Personal information
- Born: January 25, 2002 (age 24)

Sport
- Sport: Athletics
- Event: Shot put

Achievements and titles
- Personal bests: SP: 19.31m (New York, 2026)

Medal record
Women's athletics
Representing United States
Summer World University Games
| Silver medal – second place | 2025 Bochum | Shot put |

= Abria Smith =

American shot putter (born 2002)

Abria Deonna Celene Smith (born January 25, 2002) is an American shot putter. She was runner-up at the 2025 NCAA Outdoor Championships and the 2026 USA Indoor Track and Field Championships. She also won a silver medal at the 2025 Summer World University Games.

==Early life==
From Chicago, she attended Homewood-Flossmoor High School and studied at Hampton University in Virginia before later transferring back to her home state and the University of Illinois.

==Career==
Smith did not record a distance over 16 metres in the shot put during her three years at Hampton University, but began to throw consistently further distances the season after transferring to the University of Illinois, and working with coach JC Lambert.
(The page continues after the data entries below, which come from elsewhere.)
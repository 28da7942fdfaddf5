use async_trait::async_trait;
use serde::Deserialize;
use sqlx::PgPool;

use super::PersistError;

/// Contact form submission, as posted to `/api/contact`.
#[derive(Debug, Clone, Deserialize)]
pub struct NewContactMessage {
    #[serde(default)]
    pub name: String,
    #[serde(default)]
    pub email: String,
    #[serde(default)]
    pub subject: Option<String>,
    #[serde(default)]
    pub message: String,
}

#[async_trait]
pub trait ContactStore: Send + Sync {
    async fn insert(&self, message: &NewContactMessage) -> Result<(), PersistError>;
}

pub struct PgContactMessages {
    pool: PgPool,
}

impl PgContactMessages {
    pub fn new(pool: PgPool) -> Self {
        Self { pool }
    }
}

#[async_trait]
impl ContactStore for PgContactMessages {
    async fn insert(&self, message: &NewContactMessage) -> Result<(), PersistError> {
        sqlx::query("INSERT INTO contact_messages (name, email, subject, message) VALUES ($1, $2, $3, $4)")
            .bind(&message.name)
            .bind(&message.email)
            .bind(&message.subject)
            .bind(&message.message)
            .execute(&self.pool)
            .await?;
        Ok(())
    }
}
use axum::extract::{Multipart, State};
use axum::routing::{get, put};
use axum::Router;
use serde::de::DeserializeOwned;
use serde_json::{json, Value};

use crate::error::ApiError;
use crate::middleware::{ApiResponse, ApiResult};
use crate::state::AppState;
use crate::storage::ImageFile;

pub mod portfolio;
pub mod templates;
pub mod tutorials;

pub fn routes() -> Router<AppState> {
    Router::new()
        .route("/dashboard", get(overview))
        .route("/dashboard/portfolio", get(portfolio::list).post(portfolio::create))
        .route("/dashboard/portfolio/:id", put(portfolio::update).delete(portfolio::remove))
        .route("/dashboard/templates", get(templates::list).post(templates::create))
        .route("/dashboard/templates/:id", put(templates::update).delete(templates::remove))
        .route("/dashboard/tutorials", get(tutorials::list).post(tutorials::create))
        .route("/dashboard/tutorials/:id", put(tutorials::update).delete(tutorials::remove))
}

/// GET /dashboard - row counts backing the overview page.
pub async fn overview(State(state): State<AppState>) -> ApiResult<Value> {
    let portfolio = state.portfolio.count().await?;
    let templates = state.templates.count().await?;
    let tutorials = state.tutorials.count().await?;

    Ok(ApiResponse::success(json!({
        "portfolio": portfolio,
        "templates": templates,
        "tutorials": tutorials,
    })))
}

pub(crate) struct MutationForm<D> {
    pub draft: D,
    pub image: Option<ImageFile>,
}

/// Read a mutation form: a `data` part carrying the JSON draft and an
/// optional `image` part carrying the uploaded file.
pub(crate) async fn read_mutation_form<D: DeserializeOwned>(multipart: &mut Multipart) -> Result<MutationForm<D>, ApiError> {
    let mut data: Option<bytes::Bytes> = None;
    let mut image: Option<ImageFile> = None;

    while let Some(field) = multipart
        .next_field()
        .await
        .map_err(|e| ApiError::bad_request(format!("Invalid multipart body: {}", e)))?
    {
        match field.name() {
            Some("data") => {
                data = Some(
                    field
                        .bytes()
                        .await
                        .map_err(|e| ApiError::bad_request(format!("Invalid data field: {}", e)))?,
                );
            }
            Some("image") => {
                let filename = field.file_name().unwrap_or("upload").to_string();
                let content_type = field.content_type().map(str::to_string);
                let bytes = field
                    .bytes()
                    .await
                    .map_err(|e| ApiError::bad_request(format!("Invalid image field: {}", e)))?;
                // Browsers submit an empty file part when no file was picked
                if !bytes.is_empty() {
                    image = Some(ImageFile {
                        filename,
                        content_type,
                        bytes,
                    });
                }
            }
            _ => {}
        }
    }

    let data = data.ok_or_else(|| ApiError::bad_request("Missing data field"))?;
    let draft = serde_json::from_slice::<D>(&data)
        .map_err(|e| ApiError::bad_request(format!("Invalid data payload: {}", e)))?;

    Ok(MutationForm { draft, image })
}
use axum::extract::{Query, State};
use axum::http::{header, HeaderMap, StatusCode};
use axum::response::{AppendHeaders, IntoResponse, Redirect, Response};
use axum::Json;
use serde::Deserialize;
use serde_json::json;

use crate::auth::{clear_session_cookie, session_cookie, session_token_from_headers};
use crate::error::ApiError;
use crate::state::AppState;

#[derive(Debug, Deserialize)]
pub struct SignInPayload {
    pub email: String,
    pub password: String,
}

/// POST /auth/sign-in - password sign-in against the identity provider;
/// establishes the session cookie on success.
pub async fn sign_in(State(state): State<AppState>, Json(payload): Json<SignInPayload>) -> Response {
    match state.identity.sign_in_with_password(&payload.email, &payload.password).await {
        Ok(tokens) => (
            AppendHeaders([(header::SET_COOKIE, session_cookie(&tokens.access_token))]),
            Json(json!({ "success": true })),
        )
            .into_response(),
        Err(e) => {
            tracing::warn!("Sign-in failed: {}", e);
            ApiError::unauthorized(e.to_string()).into_response()
        }
    }
}

#[derive(Debug, Deserialize)]
pub struct CallbackQuery {
    pub code: Option<String>,
}

/// GET /auth/callback - OAuth callback leg. Exchanges the one-time code for
/// a session and lands on the dashboard; a failed exchange lands back on the
/// login surface with the provider's message. Without a code the redirect
/// still goes to the dashboard and the guard sorts the visitor out.
pub async fn callback(State(state): State<AppState>, Query(query): Query<CallbackQuery>) -> Response {
    let site = &state.config.site_url;

    if let Some(code) = query.code {
        match state.identity.exchange_code_for_session(&code).await {
            Ok(tokens) => {
                return (
                    AppendHeaders([(header::SET_COOKIE, session_cookie(&tokens.access_token))]),
                    Redirect::temporary(&format!("{}/dashboard", site)),
                )
                    .into_response();
            }
            Err(e) => {
                tracing::error!("Error exchanging code for session: {}", e);
                let encoded: String = url::form_urlencoded::byte_serialize(e.to_string().as_bytes()).collect();
                return Redirect::temporary(&format!("{}/login?error={}", site, encoded)).into_response();
            }
        }
    }

    Redirect::temporary(&format!("{}/dashboard", site)).into_response()
}

/// POST /auth/sign-out - best-effort provider sign-out, then clear the
/// session cookie and send the client back to the login surface (302).
pub async fn sign_out(State(state): State<AppState>, headers: HeaderMap) -> Response {
    if let Some(token) = session_token_from_headers(&headers) {
        if let Err(e) = state.identity.sign_out(&token).await {
            tracing::warn!("Provider sign-out failed: {}", e);
        }
    }

    (
        StatusCode::FOUND,
        AppendHeaders([
            (header::SET_COOKIE, clear_session_cookie()),
            (header::LOCATION, "/login".to_string()),
        ]),
    )
        .into_response()
}
//! Admin-gated mutating actions shared by all three content types.
//!
//! Every action re-resolves the caller against the identity provider and
//! re-checks the admin flag, even though the route guard already screened
//! the request: mutations may be reached through other entry points, so the
//! check is repeated per action. All failures come back as a structured
//! [`ActionResult`] so the caller can surface a message without a crash.

use serde::{Deserialize, Serialize};
use uuid::Uuid;

use crate::auth::{AuthUser, IdentityProvider};
use crate::cache::Revalidator;
use crate::database::content::{AssetRef, ContentDraft, ContentRecords};
use crate::database::profiles::ProfileStore;
use crate::storage::{delete_image, upload_image, ImageFile, ObjectStorage};

/// Structured outcome of a mutating action. Never thrown across the action
/// boundary; the HTTP layer returns it verbatim.
#[derive(Debug, Clone, Serialize, Deserialize, PartialEq, Eq)]
pub struct ActionResult {
    pub success: bool,
    pub message: String,
}

impl ActionResult {
    pub fn ok(message: impl Into<String>) -> Self {
        Self {
            success: true,
            message: message.into(),
        }
    }

    pub fn fail(message: impl Into<String>) -> Self {
        Self {
            success: false,
            message: message.into(),
        }
    }
}

/// Collaborators every mutating action needs, passed explicitly instead of
/// reached through globals.
pub struct ActionDeps<'a> {
    pub identity: &'a dyn IdentityProvider,
    pub profiles: &'a dyn ProfileStore,
    pub storage: &'a dyn ObjectStorage,
    pub cache: &'a dyn Revalidator,
}

/// Resolve the caller and confirm admin rights. Checked in order: a user is
/// resolvable at all, then the matching profile exists with `is_admin` set.
/// Any lookup failure denies, with the content type's denial wording.
pub async fn authorize_admin(
    deps: &ActionDeps<'_>,
    token: Option<&str>,
    access_denied: &str,
) -> Result<AuthUser, ActionResult> {
    let token = token.ok_or_else(|| ActionResult::fail("Not authenticated."))?;

    let user = match deps.identity.get_user(token).await {
        Ok(user) => user,
        Err(e) => {
            tracing::warn!("Action auth: could not resolve user: {}", e);
            return Err(ActionResult::fail("Not authenticated."));
        }
    };

    match deps.profiles.is_admin(user.id).await {
        Ok(Some(true)) => Ok(user),
        Ok(_) => {
            tracing::warn!("Action auth: user {} is not admin", user.id);
            Err(ActionResult::fail(access_denied))
        }
        Err(e) => {
            tracing::warn!("Action auth: profile lookup failed for {}: {}", user.id, e);
            Err(ActionResult::fail(access_denied))
        }
    }
}

fn invalidate<T: ContentRecords + ?Sized>(deps: &ActionDeps<'_>, records: &T, slug: Option<&str>) {
    for path in records.revalidate_paths(slug) {
        deps.cache.revalidate(&path);
    }
}

/// Create a new content item. A fresh image upload is required: there is no
/// existing asset to fall back to.
pub async fn create_item<T: ContentRecords + ?Sized>(
    deps: &ActionDeps<'_>,
    records: &T,
    token: Option<&str>,
    draft: T::Draft,
    image: Option<ImageFile>,
) -> ActionResult {
    let messages = records.messages();
    if let Err(result) = authorize_admin(deps, token, messages.access_denied).await {
        return result;
    }

    if let Err(message) = draft.validate() {
        tracing::warn!("create {}: validation failed: {}", records.label(), message);
        return ActionResult::fail(message);
    }

    let image = match image {
        Some(image) => image,
        None => return ActionResult::fail(messages.image_required),
    };

    let image_url = match upload_image(deps.storage, records.bucket(), &image).await {
        Ok(url) => url,
        Err(e) => return ActionResult::fail(format!("{}: {}", messages.upload_failed, e)),
    };

    if let Err(e) = records.insert(&draft, &image_url).await {
        tracing::error!("create {}: insert failed: {}", records.label(), e);
        return ActionResult::fail(format!("{}: {}", messages.create_failed, e));
    }

    invalidate(deps, records, Some(draft.slug()));
    ActionResult::ok(messages.created)
}

/// Update an existing content item by id. A newly supplied file replaces the
/// stored asset URL (the old object is left in storage); without one, the
/// current row's `image_url` is re-read and written back.
pub async fn update_item<T: ContentRecords + ?Sized>(
    deps: &ActionDeps<'_>,
    records: &T,
    token: Option<&str>,
    id: Option<Uuid>,
    draft: T::Draft,
    image: Option<ImageFile>,
) -> ActionResult {
    let messages = records.messages();
    let id = match id {
        Some(id) => id,
        None => return ActionResult::fail(messages.id_missing),
    };

    if let Err(result) = authorize_admin(deps, token, messages.access_denied).await {
        return result;
    }

    if let Err(message) = draft.validate() {
        tracing::warn!("update {}: validation failed: {}", records.label(), message);
        return ActionResult::fail(message);
    }

    let final_image_url = if let Some(image) = image {
        match upload_image(deps.storage, records.bucket(), &image).await {
            Ok(url) => Some(url),
            Err(e) => return ActionResult::fail(format!("Failed to upload new image: {}", e)),
        }
    } else {
        match records.asset_ref(id).await {
            Ok(asset) => asset.image_url,
            Err(e) => {
                tracing::error!("update {}: error fetching existing image URL: {}", records.label(), e);
                None
            }
        }
    };

    if let Err(e) = records.update(id, &draft, final_image_url.as_deref()).await {
        tracing::error!("update {}: update failed: {}", records.label(), e);
        return ActionResult::fail(format!("{}: {}", messages.update_failed, e));
    }

    invalidate(deps, records, Some(draft.slug()));
    ActionResult::ok(messages.updated)
}

/// Delete a content item by id, attempting best-effort removal of its stored
/// asset first. A failed asset removal never blocks the row delete.
pub async fn delete_item<T: ContentRecords + ?Sized>(
    deps: &ActionDeps<'_>,
    records: &T,
    token: Option<&str>,
    id: Uuid,
) -> ActionResult {
    let messages = records.messages();
    if let Err(result) = authorize_admin(deps, token, messages.access_denied).await {
        return result;
    }

    let asset = match records.asset_ref(id).await {
        Ok(asset) => asset,
        Err(e) => {
            tracing::error!("delete {}: error fetching row for asset cleanup: {}", records.label(), e);
            AssetRef::default()
        }
    };

    if let Some(image_url) = &asset.image_url {
        delete_image(deps.storage, records.bucket(), image_url).await;
    }

    if let Err(e) = records.delete(id).await {
        tracing::error!("delete {}: delete failed: {}", records.label(), e);
        return ActionResult::fail(format!("{}: {}", messages.delete_failed, e));
    }

    invalidate(deps, records, asset.slug.as_deref());
    ActionResult::ok(messages.deleted)
}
In April 2025, she threw 18.92 metres to win the Tom Jones Invitational in Gainesville, Florida. In May 2025, she won the Big Ten Outdoor Championships in Eugene, Oregon, with a throw of 17.95 metres. She was runner-up to Mya Lesnar at the 2025 NCAA Outdoor Championships in Eugene, Oregon, with a throw of 18.85 metres. She threw 18.75 metres at the Ed Murphey Classic in Memphis, Tennessee in July 2025. Later that month, she won a silver medal behind Axelina Johansson at the 2025 Summer World University Games in Germany, with a throw of 17.38 metres.

Smith placed second at the 2026 USA Indoor Track and Field Championships, finishing behind Chase Jackson with a personal best throw of 19.23 metres. She was seventh overall representing the United States at the 2026 World Athletics Indoor Championships in Toruń, Poland, with a best distance of 18.86 metres. On 25 July, she placed second with a personal best 19.31 metres at the 2026 USA Outdoor Track and Field Championships in New York.